A1 Refereed original research article in a scientific journal

Neonatal exposure to androgens dynamically alters gut microbiota architecture

Authors: Alexia Barroso, Jose Antonio Santos-Marcos, Cecilia Perdices-Lopez, Ana Vega-Rojas, Miguel Angel Sanchez-Garrido, Yelizabeta Krylova, Helena Molina-Abril, Claes Ohlsson, Pablo Perez-Martinez, Matti Poutanen, Jose Lopez-Miranda, Manuel Tena-Sempere, Antonio Camargo

Publisher: BIOSCIENTIFICA LTD

Publication year: 2020

Journal: Journal of Endocrinology

Journal name in source: JOURNAL OF ENDOCRINOLOGY

Journal acronym: J ENDOCRINOL

Volume: 247

Issue: 1

First page : 69

Last page: 85

Number of pages: 17

ISSN: 0022-0795

eISSN: 1479-6805

DOI: https://doi.org/10.1530/JOE-20-0277

Web address : https://joe.bioscientifica.com/view/journals/joe/247/1/JOE-20-0277.xml

Abstract

Gonadal steroids strongly contribute to the metabolic programming that shapes the susceptibility to the manifestation of diseases later in life, and the effect is often sexually dimorphic.
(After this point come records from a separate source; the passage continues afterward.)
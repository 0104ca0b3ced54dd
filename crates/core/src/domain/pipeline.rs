use serde::{Deserialize, Deserializer, Serialize};
use serde_json::Value;
use std::fmt;

/// Upstream identifier. The API mixes numeric and string ids, so everything is kept in its
/// string form and compared as such.
#[derive(Debug, Clone, PartialEq, Eq, Hash, PartialOrd, Ord, Serialize)]
#[serde(transparent)]
pub struct Id(String);

impl fmt::Display for Id {
    fn fmt(&self, f: &mut fmt::Formatter<'_>) -> fmt::Result {
        f.write_str(&self.0)
    }
}

impl From<&str> for Id {
    fn from(s: &str) -> Self {
        Self(s.to_string())
    }
}

impl From<u64> for Id {
    fn from(n: u64) -> Self {
        Self(n.to_string())
    }
}

impl<'de> Deserialize<'de> for Id {
    fn deserialize<D: Deserializer<'de>>(deserializer: D) -> Result<Self, D::Error> {
        let v = Value::deserialize(deserializer)?;
        id_from_value(&v).ok_or_else(|| serde::de::Error::custom(format!("invalid id: {v}")))
    }
}

fn id_from_value(v: &Value) -> Option<Id> {
    match v {
        Value::String(s) => {
            let t = s.trim();
            (!t.is_empty()).then(|| Id(t.to_string()))
        }
        Value::Number(n) => {
            if let Some(i) = n.as_i64() {
                return Some(Id(i.to_string()));
            }
            if let Some(u) = n.as_u64() {
                return Some(Id(u.to_string()));
            }
            let f = n.as_f64()?;
            if f.is_finite() && f.fract() == 0.0 {
                Some(Id(format!("{f:.0}")))
            } else {
                Some(Id(f.to_string()))
            }
        }
        _ => None,
    }
}

#[derive(Debug, Clone, PartialEq, Serialize, Deserialize)]
pub struct Pipeline {
    pub id: Id,
    #[serde(default, deserialize_with = "string_or_empty")]
    pub name: String,
}

#[derive(Debug, Clone, PartialEq, Serialize, Deserialize)]
pub struct Stage {
    pub id: Id,
    #[serde(default, deserialize_with = "string_or_empty")]
    pub name: String,
}

#[derive(Debug, Clone, PartialEq, Serialize, Deserialize)]
pub struct StageRef {
    pub id: Option<Id>,
}

#[derive(Debug, Clone, PartialEq, Serialize, Deserialize)]
pub struct Opportunity {
    #[serde(default, deserialize_with = "lenient_id")]
    pub id: Option<Id>,
    #[serde(default, deserialize_with = "lenient_id")]
    pub contact_id: Option<Id>,
    #[serde(default, deserialize_with = "lenient_stage")]
    pub stage: Option<StageRef>,
    #[serde(default, deserialize_with = "lenient_id")]
    pub stage_id: Option<Id>,
    #[serde(default, deserialize_with = "lenient_number")]
    pub value: f64,
    /// Naive `YYYY-MM-DD HH:mm:ss`, always read as UTC.
    #[serde(default, deserialize_with = "lenient_string")]
    pub created_at: Option<String>,
}

impl Opportunity {
    /// Stage id from either the nested `stage.id` or the flat `stage_id`.
    pub fn stage_key(&self) -> Option<&Id> {
        self.stage
            .as_ref()
            .and_then(|s| s.id.as_ref())
            .or(self.stage_id.as_ref())
    }
}

fn lenient_id<'de, D: Deserializer<'de>>(deserializer: D) -> Result<Option<Id>, D::Error> {
    let v = Value::deserialize(deserializer)?;
    Ok(id_from_value(&v))
}

fn lenient_stage<'de, D: Deserializer<'de>>(
    deserializer: D,
) -> Result<Option<StageRef>, D::Error> {
    let v = Value::deserialize(deserializer)?;
    Ok(match &v {
        Value::Object(map) => Some(StageRef {
            id: map.get("id").and_then(id_from_value),
        }),
        _ => None,
    })
}

fn lenient_number<'de, D: Deserializer<'de>>(deserializer: D) -> Result<f64, D::Error> {
    let v = Value::deserialize(deserializer)?;
    let n = match &v {
        Value::Number(n) => n.as_f64().unwrap_or(0.0),
        Value::String(s) => s.trim().parse::<f64>().unwrap_or(0.0),
        _ => 0.0,
    };
    Ok(if n.is_finite() { n } else { 0.0 })
}

fn lenient_string<'de, D: Deserializer<'de>>(deserializer: D) -> Result<Option<String>, D::Error> {
    let v = Value::deserialize(deserializer)?;
    Ok(match v {
        Value::String(s) if !s.trim().is_empty() => Some(s),
        _ => None,
    })
}

fn string_or_empty<'de, D: Deserializer<'de>>(deserializer: D) -> Result<String, D::Error> {
    Ok(lenient_string(deserializer)?.unwrap_or_default())
}
//! # Vanilla-MC: Black-Scholes vs Monte Carlo for European Options
//!
//! `vanilla-mc` prices European calls and puts two ways, with the closed-form
//! Black-Scholes formula and with a Monte Carlo average of discounted payoffs
//! over simulated terminal prices, then reports both side by side for
//! increasing sample sizes so the convergence of the estimate is visible.
//!
//! ## Core Features
//!
//! - **Analytic pricing**: Black-Scholes call and put values
//! - **Path simulation**: i.i.d. lognormal terminal returns under risk-neutral drift
//! - **Payoff aggregation**: discounted intrinsic values averaged over the samples
//! - **Convergence report**: CSV table of analytic, estimated and difference columns
//!
//! ## Quick Start
//!
//! ```rust
//! use rand::{rngs::StdRng, SeedableRng};
//! use vanilla_mc::{evaluate_options, MarketParams};
//!
//! let params = MarketParams::new(100.0, 100.0, 0.05, 0.5, 0.25);
//! let mut rng = StdRng::seed_from_u64(1234);
//!
//! let result = evaluate_options(&params, 10_000, &mut rng)?;
//! println!("call: bs={:.2} mc={:.2}", result.call_bs, result.call_estimate);
//! println!("put:  bs={:.2} mc={:.2}", result.put_bs, result.put_estimate);
//! # Ok::<(), vanilla_mc::PricingError>(())
//! ```
//!
//! ## Configuration Presets
//!
//! - `standard()`: sweep of 100 to 1,000,000 samples, seed 1234
//! - `quick()`: sweep of 100 to 10,000 samples, silent

// ================================================================================================
// MODULES
// ================================================================================================

pub mod error;
pub mod models;
pub mod sweep;

// ================================================================================================
// IMPORTS
// ================================================================================================

use rand::Rng;

use models::{
    bs::bs_prices,
    mc::{average_discounted_payoffs, simulate_returns, terminal_prices},
};

// ================================================================================================
// PUBLIC RE-EXPORTS
// ================================================================================================

pub use error::{ErrorKind, PricingError, PricingResult};

pub use models::bs::{bs_call_price, bs_put_price};
pub use models::utils::{discounted_call_intrinsic, discounted_put_intrinsic};

pub use sweep::{
    config::SweepConfig,
    pipeline::{run_report, run_sweep, ReportProcess},
    types::{EvaluationResult, MarketParams, REPORT_HEADER},
};

// ================================================================================================
// DEFAULT CONFIGURATIONS
// ================================================================================================

/// Pre-configured sweep settings.
///
/// # Available Configurations
///
/// - [`standard()`]: the full convergence sweep
/// - [`quick()`]: a short sweep for tests and smoke runs
pub mod default_configs {
    use crate::sweep::config::SweepConfig;

    /// The full sweep written by the `vanilla-mc` binary.
    ///
    /// **Characteristics:**
    /// - Market: S=100, K=100, r=5%, T=0.5y, sigma=25%
    /// - Sample sizes: 100, 1,000, 10,000, 100,000, 1,000,000
    /// - Seed: 1234
    /// - Output: `assignment3_results.csv`
    ///
    /// # Example
    ///
    /// ```rust
    /// use vanilla_mc::default_configs;
    ///
    /// let config = default_configs::standard();
    /// assert_eq!(config.sim_counts.len(), 5);
    /// ```
    pub fn standard() -> SweepConfig {
        SweepConfig::standard()
    }

    /// Short, silent sweep over 100, 1,000 and 10,000 samples.
    pub fn quick() -> SweepConfig {
        SweepConfig::quick()
    }
}

/// Price a European call and put analytically and by Monte Carlo.
///
/// Draws `num_sims` terminal prices from `rng` under risk-neutral dynamics
/// (the simulator's drift is the risk-free rate), averages the discounted
/// call and put intrinsic values, and pairs those estimates with the
/// Black-Scholes values for the same contract.
///
/// # Arguments
///
/// * `params` - Spot, strike, rate, expiry and volatility of the contract
/// * `num_sims` - Number of simulated terminal prices; must be positive
/// * `rng` - Pseudo-random stream, advanced by exactly `num_sims` normal draws
///
/// # Errors
///
/// * [`PricingError::ArithmeticDegeneracy`] if `num_sims` is zero (the average
///   is a division by zero)
/// * [`PricingError::ArithmeticDegeneracy`] if the market parameters violate
///   the Black-Scholes preconditions (non-positive spot, strike, expiry or
///   volatility)
///
/// # Example
///
/// ```rust
/// use rand::{rngs::StdRng, SeedableRng};
/// use vanilla_mc::{evaluate_options, ErrorKind, MarketParams};
///
/// let mut rng = StdRng::seed_from_u64(1234);
/// let err = evaluate_options(&MarketParams::default(), 0, &mut rng).unwrap_err();
/// assert_eq!(err.kind(), ErrorKind::ArithmeticDegeneracy);
/// ```
pub fn evaluate_options<R: Rng + ?Sized>(
    params: &MarketParams,
    num_sims: usize,
    rng: &mut R,
) -> PricingResult<EvaluationResult> {
    // Risk-neutral valuation: drift is r, horizon is the full expiry
    let returns = simulate_returns(params.rate, params.sigma, params.expiry, num_sims, rng)?;
    let terminal = terminal_prices(params.spot, &returns);

    let (call_estimate, put_estimate) =
        average_discounted_payoffs(&terminal, params.strike, params.rate, params.expiry)?;

    let (call_bs, put_bs) = bs_prices(params)?;

    Ok(EvaluationResult {
        call_bs,
        call_estimate,
        put_bs,
        put_estimate,
        num_sims,
    })
}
Microbiome signatures, together with metabolic traits and sex steroid levels, were analyzed at adulthood in neonatally androgenized female rats, and compared with those of control male and female rats. Exposure of female rats to high doses of androgens on early postnatal life resulted in persistent alterations of the sex steroid profile later on life, namely lower progesterone and higher estr adiol and estrone levels, with no effect on endogenous androgens. Neonatally androgenized females were heavier (10% at early adulthood and 26% at adulthood) than controls and had impaired glucose homeostasis observed by higher AUC of glucose in GTT and ITT when subjected to obesogenic manipulations. Androgenized female displayed overt alterations in gut microbiota, indicated especially by higher Bacteroidetes and lower Firmicutes abundance at early adulthood, which disappeared when animals were concurrently overfed at adulthood. Notably, these changes in gut microbiota were related with the intestinal expression of several miRNAs, such as miR-27a-3p, miR-29a-5p, and miR-100-3p. Our results suggest that nutritional and hormonal disruption at early developmental periods not only alters the metabolic programming of the individual later in life but also perturbs the architecture of gut microbiota, which may interact with the host by a cross-talk mediated by intestinal miRNAs; phenomena that may contribute to amplify the metabolic derangement caused by obesity, as seen in neonatally androgenized female rats.